The Real Cost of Campus Hysteria

Ohio jury awards local business over $33 million after false targeting by outraged college students.

In the 1994 satirical comedy PCU, mobs of angry students run down and protest anyone who offends their cause célèbre at the fictional Port Chester University. Way ahead of its time, the film starring Jeremy Piven and David Spade lampooned the burgeoning movement of “political correctness” on college campuses. Today, we might call these PC warriors “Social Justice Warriors”, or SJWs.

While it’s funny to watch angry mobs of college students chase a hapless pre-frosh through campus in a movie, it’s not so hilarious for the real victims of campus activism. Oberlin College in Oberlin, Ohio recently learned this lesson the hard way after a jury awarded $44 million to  Gibson’s Food Market and Bakery after students and faculty wrongly targeted them for a protest campaign.

In 2016, the store owner’s son, Allyn Gibson, confronted a student he believed was trying to purchase one bottle of wine with a fake ID and steal two bottles stuffed under his shirt. The student ran from the store and Gibson chased after him. Outside, the report alleged, several more students joined the confrontation and physically assaulted Gibson before fleeing the scene. Three students eventually plead guilty to misdemeanors of aggravated trespassing and attempted theft.

Each student was ordered to pay $334 in restitution for Gibson’s hospital bill. They also read statements in court saying Allyn Gibson’s actions weren’t racially motivated, because all three are African American and Gibson is white.

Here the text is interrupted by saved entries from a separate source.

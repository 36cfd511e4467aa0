//! Bounded queues between pipeline stages.
//!
//! A queue has a fixed capacity and is closed once every [`QueueTx`] is dropped. Receivers keep
//! draining buffered items after closure and only then observe the end of the queue.

use std::fmt;
use std::sync::Arc;

use cdc_config::shared::AdmissionPolicy;

use crate::bail;
use crate::error::{CdcResult, ErrorKind};
use crate::types::Record;

/// Outcome of a non-blocking send that could not be completed.
#[derive(Debug)]
pub enum TrySendError<T> {
    /// The queue is at capacity; the item is handed back.
    Full(T),
    /// Every receiver is gone; the item is handed back.
    Closed(T),
}

/// Sending half of a bounded queue.
pub struct QueueTx<T = Record> {
    name: Arc<str>,
    admission: AdmissionPolicy,
    inner: flume::Sender<T>,
}

impl<T> QueueTx<T> {
    pub fn name(&self) -> &str {
        &self.name
    }

    /// Admits an item according to the queue's [`AdmissionPolicy`].
    ///
    /// With [`AdmissionPolicy::Block`] the call waits while the queue is full. With
    /// [`AdmissionPolicy::Reject`] a full queue fails the call with [`ErrorKind::QueueFull`].
    pub async fn admit(&self, item: T) -> CdcResult<()> {
        match self.admission {
            AdmissionPolicy::Block => self.send(item).await,
            AdmissionPolicy::Reject => match self.try_send(item) {
                Ok(()) => Ok(()),
                Err(TrySendError::Full(_)) => {
                    bail!(
                        ErrorKind::QueueFull,
                        "Queue is full, item rejected",
                        self.name.to_string()
                    )
                }
                Err(TrySendError::Closed(_)) => {
                    bail!(
                        ErrorKind::QueueClosed,
                        "Queue is closed",
                        self.name.to_string()
                    )
                }
            },
        }
    }

    /// Sends an item, waiting while the queue is full.
    pub async fn send(&self, item: T) -> CdcResult<()> {
        if self.inner.send_async(item).await.is_err() {
            bail!(
                ErrorKind::QueueClosed,
                "Queue is closed",
                self.name.to_string()
            );
        }

        Ok(())
    }

    /// Sends an item only if there is room right now.
    pub fn try_send(&self, item: T) -> Result<(), TrySendError<T>> {
        self.inner.try_send(item).map_err(|err| match err {
            flume::TrySendError::Full(item) => TrySendError::Full(item),
            flume::TrySendError::Disconnected(item) => TrySendError::Closed(item),
        })
    }

    pub fn len(&self) -> usize {
        self.inner.len()
    }

    pub fn is_empty(&self) -> bool {
        self.inner.is_empty()
    }

    pub fn capacity(&self) -> usize {
        self.inner.capacity().unwrap_or(usize::MAX)
    }
}

impl<T> Clone for QueueTx<T> {
    fn clone(&self) -> Self {
        Self {
            name: self.name.clone(),
            admission: self.admission,
            inner: self.inner.clone(),
        }
    }
}

impl<T> fmt::Debug for QueueTx<T> {
    fn fmt(&self, f: &mut fmt::Formatter<'_>) -> fmt::Result {
        f.debug_struct("QueueTx")
            .field("name", &self.name)
            .field("admission", &self.admission)
            .field("len", &self.inner.len())
            .finish()
    }
}

/// Receiving half of a bounded queue. Cloning it yields another competing consumer.
pub struct QueueRx<T = Record> {
    name: Arc<str>,
    inner: flume::Receiver<T>,
}

impl<T> QueueRx<T> {
    pub fn name(&self) -> &str {
        &self.name
    }

    /// Receives the next item, or `None` once the queue is closed and drained.
    pub async fn recv(&self) -> Option<T> {
        self.inner.recv_async().await.ok()
    }

    /// Takes the oldest buffered item without waiting.
    pub fn try_recv(&self) -> Option<T> {
        self.inner.try_recv().ok()
    }

    pub fn len(&self) -> usize {
        self.inner.len()
    }

    pub fn is_empty(&self) -> bool {
        self.inner.is_empty()
    }

    /// Whether every sender was dropped. Buffered items may still be pending.
    pub fn is_closed(&self) -> bool {
        self.inner.is_disconnected()
    }
}

impl<T> Clone for QueueRx<T> {
    fn clone(&self) -> Self {
        Self {
            name: self.name.clone(),
            inner: self.inner.clone(),
        }
    }
}

impl<T> fmt::Debug for QueueRx<T> {
    fn fmt(&self, f: &mut fmt::Formatter<'_>) -> fmt::Result {
        f.debug_struct("QueueRx")
            .field("name", &self.name)
            .field("len", &self.inner.len())
            .finish()
    }
}

/// Creates a bounded queue holding at most `capacity` items.
///
/// A capacity of zero is raised to one; a rendezvous queue would make [`QueueTx::try_send`]
/// fail whenever no consumer is parked.
pub fn create_queue<T>(
    name: impl Into<Arc<str>>,
    capacity: usize,
    admission: AdmissionPolicy,
) -> (QueueTx<T>, QueueRx<T>) {
    let name = name.into();
    let (tx, rx) = flume::bounded(capacity.max(1));

    (
        QueueTx {
            name: name.clone(),
            admission,
            inner: tx,
        },
        QueueRx { name, inner: rx },
    )
}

It should have ended there, but with the aid of university officials, campus activists distributed flyers alleging Gibson and his family were racists and that their store should be boycotted. Oberlin Vice President Meredith Raimondo even temporarily terminated the college’s contract with the bakery. This led to a substantial loss of business and the Gibsons filed a lawsuit in 2017.

Just like President Ms. Garcia-Thompson in PCU, a buzzword-spewing enforcer obsessed with sensitivity awareness, diversity, and encouraging student grievances, college administrators at Oberlin actively encouraged their students’ misplaced grievances (at least according to this lawsuit and the jury who awarded substantial damages).

Campus activists thought they were fighting injustice and “speaking truth to power,” but their actions ultimately backfired. A state cap on punitive damages means Oberlin College will only have to pay out $33 million at most, and maybe less after all litigation is said and done. But Oberlin also suffered incalculable damage to its reputation by having faculty members actively encourage their students’ misguided behavior.

Let me be clear. There’s nothing wrong with fighting actual injustice. But the injustice in this case was entirely imagined. Allyn Gibson and his family were the real victims, first of a physical assault and attempted robbery, then of a campaign of harassment and intimidation based on bogus claims.

Hopefully, this case will demonstrate the danger of constantly promoting a sense of fear and victimhood. Young people are passionate and want to get involved to solve problems. They want to “do something”. I’ve written about my own days in the Green Party at my alma mater and our protests against the Iraq War. I get it.

But young people also need to learn there is a time and a place for outrage and activism, and there is a difference between productive and unproductive behavior. Rather than adding fuel to the fire, Oberlin’s faculty should have guided their students’ frustration toward activities that would promote understanding over division. They failed in their basic calling as educators and mentors, and their college will pay a hefty price.